In the wake of the subsidy cut, the bus operator was forced to stop services after 9.30pm, scale back Sunday buses, and axe a two-mile loop on Route 5 linking Popley and Oakridge to Basingstoke Hospital.  Leading the campaign, Labour’s Popley Councillor Jane Frankum and Brighton Hill’s Cllr Carolyn Wooldridge are calling on communities to speak out.

Cllr Wooldridge told the Observer the situation needs to change.

“We need to try and make them see how the evening cuts in services are affecting people,” she said.  “Often these are the people who can least afford it, who are reliant on public transport, that’s our concern. There’s a lot of people who don’t have access to cars and we need to be protecting those people.”

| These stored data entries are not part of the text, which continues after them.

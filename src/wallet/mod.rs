//! Wallet Provider Interface
//!
//! Every interaction with the chain goes through an EIP-1193 style
//! `request(method, params)` call. Typed helpers on [`WalletProvider`]
//! build the JSON-RPC payloads and parse the results, so an adapter only
//! has to move JSON.
//!
//! ## Adapters
//!
//! - [`JsonRpcWallet`]: HTTP JSON-RPC node with node-managed accounts (native only)
//! - [`MemoryWallet`]: in-process simulated chain hosting the registry contract
//!
//! The browser adapter over `window.ethereum` lives in the `agora-ui` crate.
//!
//! Futures are not required to be `Send`: the browser provider is a
//! JavaScript object and the whole client runs on a single thread.

mod memory;
#[cfg(feature = "native")]
mod rpc;

pub use memory::MemoryWallet;
#[cfg(feature = "native")]
pub use rpc::JsonRpcWallet;

use async_trait::async_trait;
use serde::Deserialize;
use serde_json::{json, Value};
use std::time::Duration;
use thiserror::Error;

use crate::chain::{
    abi, parse_data, parse_quantity, parse_word, to_data, to_quantity, Address, ChainId, Log,
    ParseError, TransactionReceipt, TxHash,
};

/// EIP-1193: the user rejected the request
pub const CODE_USER_REJECTED: i64 = 4001;
/// EIP-1193: the requested method/account has not been authorized
pub const CODE_UNAUTHORIZED: i64 = 4100;
/// EIP-1193: the provider does not support the method
pub const CODE_UNSUPPORTED_METHOD: i64 = 4200;
/// EIP-1193: the provider is disconnected from all chains
pub const CODE_DISCONNECTED: i64 = 4900;
/// EIP-1193: the provider is not connected to the requested chain
pub const CODE_CHAIN_DISCONNECTED: i64 = 4901;
/// Wallet extension: the requested chain has not been added
pub const CODE_UNRECOGNIZED_CHAIN: i64 = 4902;
/// JSON-RPC: method not found
pub const CODE_METHOD_NOT_FOUND: i64 = -32601;
/// EIP-1474: execution reverted
pub const CODE_EXECUTION_REVERTED: i64 = 3;

/// Errors reported by a wallet provider
#[derive(Debug, Clone, Error, PartialEq, Eq)]
pub enum WalletError {
    #[error("Wallet provider not found")]
    ProviderNotFound,

    #[error("Wallet provider unreachable: {0}")]
    Unavailable(String),

    #[error("User rejected the request")]
    UserRejected,

    #[error("Account not authorized: {0}")]
    Unauthorized(String),

    #[error("Requested chain is not configured in the wallet")]
    UnrecognizedChain,

    #[error("Method not supported: {0}")]
    UnsupportedMethod(String),

    #[error("Wallet disconnected")]
    Disconnected,

    #[error("Insufficient funds: {0}")]
    InsufficientFunds(String),

    #[error("Execution reverted{}", reason_suffix(.0))]
    Reverted(Option<String>),

    #[error("RPC error {code}: {message}")]
    Rpc { code: i64, message: String },

    #[error("Transport error: {0}")]
    Transport(String),

    #[error("Request timeout")]
    Timeout,

    #[error("Invalid response: {0}")]
    InvalidResponse(String),
}

fn reason_suffix(reason: &Option<String>) -> String {
    reason
        .as_deref()
        .map(|r| format!(": {}", r))
        .unwrap_or_default()
}

impl WalletError {
    /// Map a JSON-RPC / EIP-1193 error object to a wallet error
    pub fn from_rpc(code: i64, message: &str, data: Option<&Value>) -> Self {
        let lowered = message.to_lowercase();
        match code {
            CODE_USER_REJECTED => WalletError::UserRejected,
            CODE_UNAUTHORIZED => WalletError::Unauthorized(message.to_string()),
            CODE_UNSUPPORTED_METHOD | CODE_METHOD_NOT_FOUND => {
                WalletError::UnsupportedMethod(message.to_string())
            }
            CODE_DISCONNECTED | CODE_CHAIN_DISCONNECTED => WalletError::Disconnected,
            CODE_UNRECOGNIZED_CHAIN => WalletError::UnrecognizedChain,
            _ if code == CODE_EXECUTION_REVERTED || lowered.contains("execution reverted") => {
                let reason = data
                    .and_then(Value::as_str)
                    .and_then(|d| parse_data(d).ok())
                    .and_then(|d| abi::decode_revert_reason(&d))
                    .or_else(|| {
                        message
                            .split_once("execution reverted: ")
                            .map(|(_, r)| r.to_string())
                    });
                WalletError::Reverted(reason)
            }
            _ if lowered.contains("insufficient funds") => {
                WalletError::InsufficientFunds(message.to_string())
            }
            _ => WalletError::Rpc {
                code,
                message: message.to_string(),
            },
        }
    }

    /// Whether the provider lacks the method (used for fallbacks)
    pub fn is_unsupported_method(&self) -> bool {
        matches!(self, WalletError::UnsupportedMethod(_))
    }

    /// JSON-RPC error code for this error (used by in-process providers)
    pub fn code(&self) -> i64 {
        match self {
            WalletError::UserRejected => CODE_USER_REJECTED,
            WalletError::Unauthorized(_) => CODE_UNAUTHORIZED,
            WalletError::UnsupportedMethod(_) => CODE_UNSUPPORTED_METHOD,
            WalletError::Disconnected => CODE_DISCONNECTED,
            WalletError::UnrecognizedChain => CODE_UNRECOGNIZED_CHAIN,
            WalletError::Reverted(_) => CODE_EXECUTION_REVERTED,
            WalletError::Rpc { code, .. } => *code,
            _ => -32000,
        }
    }
}

impl From<ParseError> for WalletError {
    fn from(err: ParseError) -> Self {
        WalletError::InvalidResponse(err.to_string())
    }
}

/// A state-changing call to submit through the wallet
#[derive(Debug, Clone, PartialEq, Eq)]
pub struct TransactionRequest {
    pub from: Address,
    pub to: Address,
    pub data: Vec<u8>,
}

impl TransactionRequest {
    fn to_json(&self) -> Value {
        json!({
            "from": self.from.to_lower_hex(),
            "to": self.to.to_lower_hex(),
            "data": to_data(&self.data),
        })
    }
}

/// Log query for a single contract and event
#[derive(Debug, Clone, PartialEq, Eq)]
pub struct LogFilter {
    pub address: Address,
    pub topic0: [u8; 32],
    pub from_block: u64,
    pub to_block: u64,
}

impl LogFilter {
    fn to_json(&self) -> Value {
        json!({
            "address": self.address.to_lower_hex(),
            "topics": [to_data(&self.topic0)],
            "fromBlock": to_quantity(self.from_block),
            "toBlock": to_quantity(self.to_block),
        })
    }
}

/// EIP-1193 wallet provider
///
/// Implementors supply [`request`](WalletProvider::request) and
/// [`pause`](WalletProvider::pause); everything else is derived.
#[async_trait(?Send)]
pub trait WalletProvider {
    /// Issue a raw EIP-1193 request
    async fn request(&self, method: &str, params: Value) -> Result<Value, WalletError>;

    /// Wait between receipt polls
    async fn pause(&self, interval: Duration);

    /// Ask the wallet for account access (`eth_requestAccounts`)
    ///
    /// Providers without the method (plain nodes) fall back to `eth_accounts`.
    async fn request_accounts(&self) -> Result<Vec<Address>, WalletError> {
        let value = match self.request("eth_requestAccounts", json!([])).await {
            Err(e) if e.is_unsupported_method() => self.request("eth_accounts", json!([])).await?,
            other => other?,
        };
        let accounts: Vec<String> = serde_json::from_value(value)
            .map_err(|e| WalletError::InvalidResponse(e.to_string()))?;
        accounts
            .iter()
            .map(|a| a.parse().map_err(WalletError::from))
            .collect()
    }

    /// Active network (`eth_chainId`)
    async fn chain_id(&self) -> Result<ChainId, WalletError> {
        let value = self.request("eth_chainId", json!([])).await?;
        Ok(ChainId::from_quantity(expect_str(&value, "chain id")?)?)
    }

    /// Ask the wallet to switch networks (`wallet_switchEthereumChain`)
    async fn switch_chain(&self, chain_id: ChainId) -> Result<(), WalletError> {
        self.request(
            "wallet_switchEthereumChain",
            json!([{ "chainId": chain_id.to_quantity() }]),
        )
        .await?;
        Ok(())
    }

    /// Deployed bytecode at `address` (`eth_getCode`), empty for accounts
    async fn get_code(&self, address: &Address) -> Result<Vec<u8>, WalletError> {
        let value = self
            .request("eth_getCode", json!([address.to_lower_hex(), "latest"]))
            .await?;
        Ok(parse_data(expect_str(&value, "code")?)?)
    }

    /// Read-only contract call (`eth_call`)
    async fn call(&self, to: &Address, data: &[u8]) -> Result<Vec<u8>, WalletError> {
        let value = self
            .request(
                "eth_call",
                json!([{ "to": to.to_lower_hex(), "data": to_data(data) }, "latest"]),
            )
            .await?;
        Ok(parse_data(expect_str(&value, "call result")?)?)
    }

    /// Submit a transaction for signing (`eth_sendTransaction`)
    async fn send_transaction(&self, tx: &TransactionRequest) -> Result<TxHash, WalletError> {
        let value = self
            .request("eth_sendTransaction", json!([tx.to_json()]))
            .await?;
        Ok(expect_str(&value, "transaction hash")?.parse()?)
    }

    /// Receipt of a mined transaction, `None` while pending
    async fn transaction_receipt(
        &self,
        hash: &TxHash,
    ) -> Result<Option<TransactionReceipt>, WalletError> {
        let value = self
            .request("eth_getTransactionReceipt", json!([hash.to_string()]))
            .await?;
        if value.is_null() {
            return Ok(None);
        }
        let raw: RpcReceipt = serde_json::from_value(value)
            .map_err(|e| WalletError::InvalidResponse(e.to_string()))?;
        raw.into_receipt().map(Some)
    }

    /// Latest block number (`eth_blockNumber`)
    async fn block_number(&self) -> Result<u64, WalletError> {
        let value = self.request("eth_blockNumber", json!([])).await?;
        Ok(parse_quantity(expect_str(&value, "block number")?)?)
    }

    /// Matching logs (`eth_getLogs`)
    async fn get_logs(&self, filter: &LogFilter) -> Result<Vec<Log>, WalletError> {
        let value = self.request("eth_getLogs", json!([filter.to_json()])).await?;
        let raw: Vec<RpcLog> = serde_json::from_value(value)
            .map_err(|e| WalletError::InvalidResponse(e.to_string()))?;
        raw.into_iter().map(RpcLog::into_log).collect()
    }
}

fn expect_str<'a>(value: &'a Value, what: &str) -> Result<&'a str, WalletError> {
    value
        .as_str()
        .ok_or_else(|| WalletError::InvalidResponse(format!("expected {} string, got {}", what, value)))
}

// ============================================
// JSON-RPC result DTOs
// ============================================

#[derive(Debug, Deserialize)]
#[serde(rename_all = "camelCase")]
struct RpcReceipt {
    transaction_hash: String,
    block_number: Option<String>,
    /// Absent on pre-Byzantium chains
    #[serde(default)]
    status: Option<String>,
}

impl RpcReceipt {
    fn into_receipt(self) -> Result<TransactionReceipt, WalletError> {
        let block_number = self
            .block_number
            .as_deref()
            .map(parse_quantity)
            .transpose()?
            .unwrap_or_default();
        let success = match self.status.as_deref() {
            Some(status) => parse_quantity(status)? == 1,
            None => true,
        };
        Ok(TransactionReceipt {
            transaction_hash: self.transaction_hash.parse()?,
            block_number,
            success,
        })
    }
}

#[derive(Debug, Deserialize)]
#[serde(rename_all = "camelCase")]
struct RpcLog {
    address: String,
    topics: Vec<String>,
    data: String,
    block_number: Option<String>,
}

impl RpcLog {
    fn into_log(self) -> Result<Log, WalletError> {
        Ok(Log {
            address: self.address.parse()?,
            topics: self
                .topics
                .iter()
                .map(|t| parse_word(t))
                .collect::<Result<_, _>>()?,
            data: parse_data(&self.data)?,
            block_number: self
                .block_number
                .as_deref()
                .map(parse_quantity)
                .transpose()?
                .unwrap_or_default(),
        })
    }
}

#[cfg(test)]
mod tests {
    use super::*;

    #[test]
    fn test_error_mapping() {
        assert_eq!(
            WalletError::from_rpc(4001, "User rejected the request.", None),
            WalletError::UserRejected
        );
        assert_eq!(
            WalletError::from_rpc(4902, "Unrecognized chain ID", None),
            WalletError::UnrecognizedChain
        );
        assert!(WalletError::from_rpc(-32601, "the method eth_requestAccounts does not exist", None)
            .is_unsupported_method());
        assert!(matches!(
            WalletError::from_rpc(-32000, "insufficient funds for gas * price + value", None),
            WalletError::InsufficientFunds(_)
        ));
        assert!(matches!(
            WalletError::from_rpc(-32000, "nonce too low", None),
            WalletError::Rpc { code: -32000, .. }
        ));
    }

    #[test]
    fn test_revert_reason_from_data() {
        let data = Value::String(to_data(&abi::encode_revert_reason("title required")));
        let err = WalletError::from_rpc(3, "execution reverted", Some(&data));
        assert_eq!(err, WalletError::Reverted(Some("title required".to_string())));
        assert_eq!(err.to_string(), "Execution reverted: title required");
    }

    #[test]
    fn test_revert_reason_from_message() {
        let err = WalletError::from_rpc(-32603, "execution reverted: paused", None);
        assert_eq!(err, WalletError::Reverted(Some("paused".to_string())));

        let bare = WalletError::from_rpc(3, "execution reverted", None);
        assert_eq!(bare.to_string(), "Execution reverted");
    }

    #[test]
    fn test_code_roundtrip() {
        for err in [
            WalletError::UserRejected,
            WalletError::UnrecognizedChain,
            WalletError::Disconnected,
            WalletError::Reverted(None),
        ] {
            assert_eq!(WalletError::from_rpc(err.code(), "", None), err);
        }
    }

    #[test]
    fn test_receipt_parsing() {
        let raw: RpcReceipt = serde_json::from_value(json!({
            "transactionHash": format!("0x{}", "ab".repeat(32)),
            "blockNumber": "0x10",
            "status": "0x0",
        }))
        .unwrap();
        let receipt = raw.into_receipt().unwrap();
        assert_eq!(receipt.block_number, 16);
        assert!(!receipt.success);
    }

    #[test]
    fn test_log_parsing() {
        let raw: RpcLog = serde_json::from_value(json!({
            "address": "0x2222222222222222222222222222222222222222",
            "topics": [format!("0x{}", "00".repeat(32))],
            "data": "0x",
            "blockNumber": "0x2a",
        }))
        .unwrap();
        let log = raw.into_log().unwrap();
        assert_eq!(log.address, Address::new([0x22; 20]));
        assert_eq!(log.topics, vec![[0u8; 32]]);
        assert!(log.data.is_empty());
        assert_eq!(log.block_number, 42);
    }

    #[test]
    fn test_request_payloads() {
        let tx = TransactionRequest {
            from: Address::new([0x11; 20]),
            to: Address::new([0x22; 20]),
            data: vec![0xab, 0xcd],
        };
        let json = tx.to_json();
        assert_eq!(json["from"], "0x1111111111111111111111111111111111111111");
        assert_eq!(json["data"], "0xabcd");

        let filter = LogFilter {
            address: Address::new([0x22; 20]),
            topic0: [0u8; 32],
            from_block: 1,
            to_block: 26,
        };
        let json = filter.to_json();
        assert_eq!(json["fromBlock"], "0x1");
        assert_eq!(json["toBlock"], "0x1a");
    }
}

Later this month councillors are set to discuss a motion from full council calling on the borough to demand Hampshire rethink its contact with Stagecoach.  And it has been reported that Festival Place management are considering writing a joint letter with Destination Basingstoke to county transport officers voicing their concern about evening buses.

Since introducing the bus timetable shakeup last year Stagecoach have said they had no option but to cut back evening services, which they say is run at a loss.

But Popley resident Carol  Walker, 51, said she believes the service change is affecting the whole town.

She said: “We do not live in a nine-to-five society, there are a lot of people who work in the evening. Cutting public transport is regressive. Basingstoke is not a small village, we are supposed to be a vibrant and expanding town.

“No one can describe a town as dynamic when it turns into a ghost town in the evening. Business is suffering and jobs are at risk because the town grinds to a half in the evening at a ridiculously early time.”